Every line below is to be quoted exactly, with nothing added or dropped.

[Extracted records]

§

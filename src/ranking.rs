//! Finding ranking: most significant first
//!
//! Each analyzer orders its own classifying field through a named weight
//! table. One stable descending sort serves every analyzer, so findings of
//! equal severity keep their scan order and the report renders ties in the
//! order the tool emitted them, deterministically.

use crate::core::result::Finding;
use std::cmp::Reverse;

type WeightTable = &'static [(&'static str, u32)];

const SECURITY_WEIGHTS: WeightTable = &[("HIGH", 2), ("MEDIUM", 1), ("LOW", 0)];

const COMPLEXITY_WEIGHTS: WeightTable =
  &[("F", 5), ("E", 4), ("D", 3), ("C", 2), ("B", 1), ("A", 0)];

const STYLE_WEIGHTS: WeightTable =
  &[("error", 3), ("warning", 2), ("refactor", 1), ("convention", 0)];

/// Weight table for an analyzer, looked up once per ranking pass.
/// Analyzers without a table rank with uniform weight (original order).
fn table_for(analyzer_name: &str) -> Option<WeightTable> {
  match analyzer_name {
    "security" => Some(SECURITY_WEIGHTS),
    "complexity" => Some(COMPLEXITY_WEIGHTS),
    "style" => Some(STYLE_WEIGHTS),
    _ => None,
  }
}

/// The classifying field of a finding, by the owning analyzer's schema
fn classifier(finding: &Finding) -> Option<&str> {
  match finding {
    Finding::Security(f) => Some(&f.issue_severity),
    Finding::Style(i) => Some(&i.kind),
    Finding::Complexity(b) => Some(&b.rank),
    Finding::FileError(_) => None,
  }
}

/// Unknown labels fall to the bottom of the table
fn weight(table: WeightTable, label: Option<&str>) -> u32 {
  label
    .and_then(|label| table.iter().find(|(key, _)| *key == label))
    .map(|(_, weight)| *weight)
    .unwrap_or(0)
}

/// Return the `top_n` most significant findings for `analyzer_name`,
/// stably sorted by descending severity weight. Returns everything, still
/// sorted, when there are fewer than `top_n`.
pub fn rank(analyzer_name: &str, details: &[Finding], top_n: usize) -> Vec<Finding> {
  let mut ranked: Vec<Finding> = details.to_vec();
  if let Some(table) = table_for(analyzer_name) {
    ranked.sort_by_key(|finding| Reverse(weight(table, classifier(finding))));
  }
  ranked.truncate(top_n);
  ranked
}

§

RESULT:
filename src/ranking.rs
//! Finding ranking: most significant first
//!
//! Each analyzer orders its own classifying field through a named weight
//! table. One stable descending sort serves every analyzer, so findings of
//! equal severity keep their scan order and the report renders ties in the
//! order the tool emitted them, deterministically.

use crate::core::result::Finding;
use std::cmp::Reverse;

type WeightTable = &'static [(&'static str, u32)];

const SECURITY_WEIGHTS: WeightTable = &[("HIGH", 2), ("MEDIUM", 1), ("LOW", 0)];

const COMPLEXITY_WEIGHTS: WeightTable =
  &[("F", 5), ("E", 4), ("D", 3), ("C", 2), ("B", 1), ("A", 0)];

const STYLE_WEIGHTS: WeightTable =
  &[("error", 3), ("warning", 2), ("refactor", 1), ("convention", 0)];

/// Weight table for an analyzer, looked up once per ranking pass.
/// Analyzers without a table rank with uniform weight (original order).
fn table_for(analyzer_name: &str) -> Option<WeightTable> {
  match analyzer_name {
    "security" => Some(SECURITY_WEIGHTS),
    "complexity" => Some(COMPLEXITY_WEIGHTS),
    "style" => Some(STYLE_WEIGHTS),
    _ => None,
  }
}

/// The classifying field of a finding, by the owning analyzer's schema
fn classifier(finding: &Finding) -> Option<&str> {
  match finding {
    Finding::Security(f) => Some(&f.issue_severity),
    Finding::Style(i) => Some(&i.kind),
    Finding::Complexity(b) => Some(&b.rank),
    Finding::FileError(_) => None,
  }
}

/// Unknown labels fall to the bottom of the table
fn weight(table: WeightTable, label: Option<&str>) -> u32 {
  label
    .and_then(|label| table.iter().find(|(key, _)| *key == label))
    .map(|(_, weight)| *weight)
    .unwrap_or(0)
}

/// Return the `top_n` most significant findings for `analyzer_name`,
/// stably sorted by descending severity weight. Returns everything, still
/// sorted, when there are fewer than `top_n`.
pub fn rank(analyzer_name: &str, details: &[Finding], top_n: usize) -> Vec<Finding> {
  let mut ranked: Vec<Finding> = details.to_vec();
  if let Some(table) = table_for(analyzer_name) {
    ranked.sort_by_key(|finding| Reverse(weight(table, classifier(finding))));
  }
  ranked.truncate(top_n);
  ranked
}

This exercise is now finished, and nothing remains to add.